Q: What must I do to copyright my writing?
The moment you write something original as an idea or expression on the back of a napkin, in your journal, or any other sheet of paper (or any other textile or surface) – or input it into your computer, you own the material. Unless you sell your copyright to someone else (i.e. a Work Made for Hire Agreement).
Outside of that nebulous area called “Fair Use” no one else can publish your material without your permission. You created it; you own it. When publishers offer you a book contract (and “book” is very inadequate term to convey what they want), they are purchasing your permission to own exclusive sales, distribution, territorial, and publishing rights to your material. Publishing rights means they have all control over the printing of your work, whether on paper with ink, whether in audible voice, whether in dramatic presentation, whether in workbook form, whether in electronic medium – or in any other medium that exists now or will in the future exist in all the universe. And so forth. (Get the idea?)
But YOU will still own the copyright. It is your intellectual property. You just can’t do anything with that property. Unless you reserve certain rights, you no longer are allowed to do anything with your material that is not allowed by your publisher. If you want to donate three chapters to your church for a ministry booklet, that’s fine – if and only if it’s fine with the publisher.
One of the classic historic battles between writers and publishers was over copyright ownership. Even into the 1990s many boilerplate contracts indicated that the publisher was acquiring ownership of the copyright and that the book would be copyrighted in the publisher’s name. That battle is mostly over, with most publishers agreeing to register a book with the U.S. Copyright Office (or the country of origin) in the author’s name.
But I thought I didn’t have to do anything to copyright my work? Why would a publisher go to the trouble?
There are some smaller publishers who actually don’t go to the trouble and in most cases, it won’t be a big deal. It won’t change the legal standing to the work. But registering the material is an action that conveys a publisher is going to protect the copyright, which is a huge issue.
Protecting copyright is the source of much acrimony and confusion in the world. As an example, I lived in a city where a local high school copied a university’s trademarked logo (a trademark is different than a copyright, but you get the idea) for their football helmets. The university, after learning of the violation after several years of use, issued a cease and desist letter. The moral outrage and outcry by supporters of the high school team was loud and sometimes vicious – and wrong. If the university had not protected their trademark in this instance, they would lose the ability to control something essential to their identity and possibly lose millions of dollars in licensing fees in the future.
Does that mean you can’t let others use your material? Of course not, but I wouldn’t recommend it without requiring proper attribution, including the (c) designation with your name. In a church bulletin? Yes. As a chapter in someone else’s book? Definitely. If you don’t protect it that way, why would a publisher offer you money for it at a later date? Be generous all you want, but be consistent in protecting your ownership.

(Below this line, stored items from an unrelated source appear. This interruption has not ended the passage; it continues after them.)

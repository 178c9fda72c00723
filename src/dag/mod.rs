// src/dag/mod.rs

//! Dependency graph engine.
//!
//! - [`graph`] validates the dependency relation (unknown ids, cycles) and
//!   keeps adjacency lists plus a topological order.
//! - [`classify`] computes, from a plan and an execution state, which actions
//!   are ready, blocked, waiting, running, succeeded or failed.

pub mod classify;
pub mod graph;

pub use classify::{blocked_set, classify, ready_set, BlockedAction, Classification};
pub use graph::{validate, DependencyGraph};
// src/exec/dispatch.rs

//! Production executor: routes each action to its kind-specific runner.

use std::future::Future;
use std::pin::Pin;
use std::sync::Arc;

use tracing::debug;

use crate::engine::ResolvedVariables;
use crate::exec::backend::{ActionExecutor, ExecutionOutcome};
use crate::exec::command::run_command;
use crate::exec::console::{Console, header};
use crate::exec::manual;
use crate::plan::template::expand;
use crate::plan::{Action, ActionKind};

#[derive(Debug)]
pub struct PlanExecutor<C> {
    console: Arc<C>,
    dry_run: bool,
    interactive: bool,
}

impl<C: Console> PlanExecutor<C> {
    pub fn new(console: Arc<C>) -> Self {
        Self {
            console,
            dry_run: false,
            interactive: true,
        }
    }

    /// Print commands instead of running them.
    pub fn dry_run(mut self, enabled: bool) -> Self {
        self.dry_run = enabled;
        self
    }

    /// Without input, manual steps fail and set-variable steps take their
    /// default.
    pub fn interactive(mut self, enabled: bool) -> Self {
        self.interactive = enabled;
        self
    }
}

impl<C: Console> ActionExecutor for PlanExecutor<C> {
    fn execute(
        &self,
        action: Action,
        variables: ResolvedVariables,
    ) -> Pin<Box<dyn Future<Output = ExecutionOutcome> + Send + 'static>> {
        let console = Arc::clone(&self.console);
        let dry_run = self.dry_run;
        let interactive = self.interactive;

        Box::pin(async move {
            let description = expand(&action.description, &variables);
            debug!(action = %action.id, kind = action.kind.label(), "executing");

            match action.kind {
                ActionKind::Command { command } => {
                    let cmd = expand(&command, &variables);
                    console.show(&header(&action.id));
                    console.show(&format!("\tRunning the following command:\n\t\t{cmd}"));
                    if dry_run {
                        console.show("\t\tAction not done, because this is a dry-run");
                        return ExecutionOutcome::success().with_summary("dry run");
                    }
                    run_command(&action.id, &cmd).await
                }
                ActionKind::Manual { prompt } => {
                    if !interactive {
                        return ExecutionOutcome::failure(
                            "manual step needs an operator, but input is disabled",
                        );
                    }
                    let prompt = expand(&prompt, &variables);
                    manual::confirm(console, action.id, description, prompt).await
                }
                ActionKind::SetVariable { variable, default } => {
                    let default = expand(&default, &variables);
                    if !interactive {
                        return ExecutionOutcome::success()
                            .with_summary(format!("{variable} = {default}"))
                            .with_assignment(variable, default);
                    }
                    manual::set_variable(console, action.id, description, variable, default)
                        .await
                }
            }
        })
    }
}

Bible publishers have done a good job of granting generous permission for authors and organizations to use the material from their translation, in many cases at no charge, but always with the requirement of proper attribution and copyright notification. Outside of the King James and a few other public domain translations, there will be specific guidelines set forth in the front matter of your Bible or on the publisher’s website. Check it out as a good case study.
There are a host of subplots surrounding the topic of copyright. I’ve already mentioned Fair Use, which deserves its own blog and is still too slippery to nail down. There are subrights issues, international and U.S. differences on the term of a copyright, tricks for extending copyright beyond its expiration date, review rights, Work Made for Hire issues, serial rights, and other nuances. This blog is in no way exhaustive, but is at least highlighting one simple application for you as an aspiring published author: protect your property.
How? You don’t have to put (c) Your Name on all your work. But why not do so anyway as an initial precaution. Make sure you establish when you created your work in case someone claims that you borrowed or stole from them. Let others enjoy and use your work before you are able to turn it into a payday, but only with proper attribution and notification – and any other conditions you would want to stipulate. And when you have a publisher ready to buy your work, make sure you understand exactly what you are selling. If you are a new author, the publisher is going to want to buy all rights from you to make sure he or she can “exploit” those rights in any way necessary to make your deal profitable for both parties. (Exploit sounds awful but it’s not a bad word in this context!)
The small things can save you big problems later. If you think disagreements over physical property gets brutal, wait until you see a fight over something that is a product of the mind!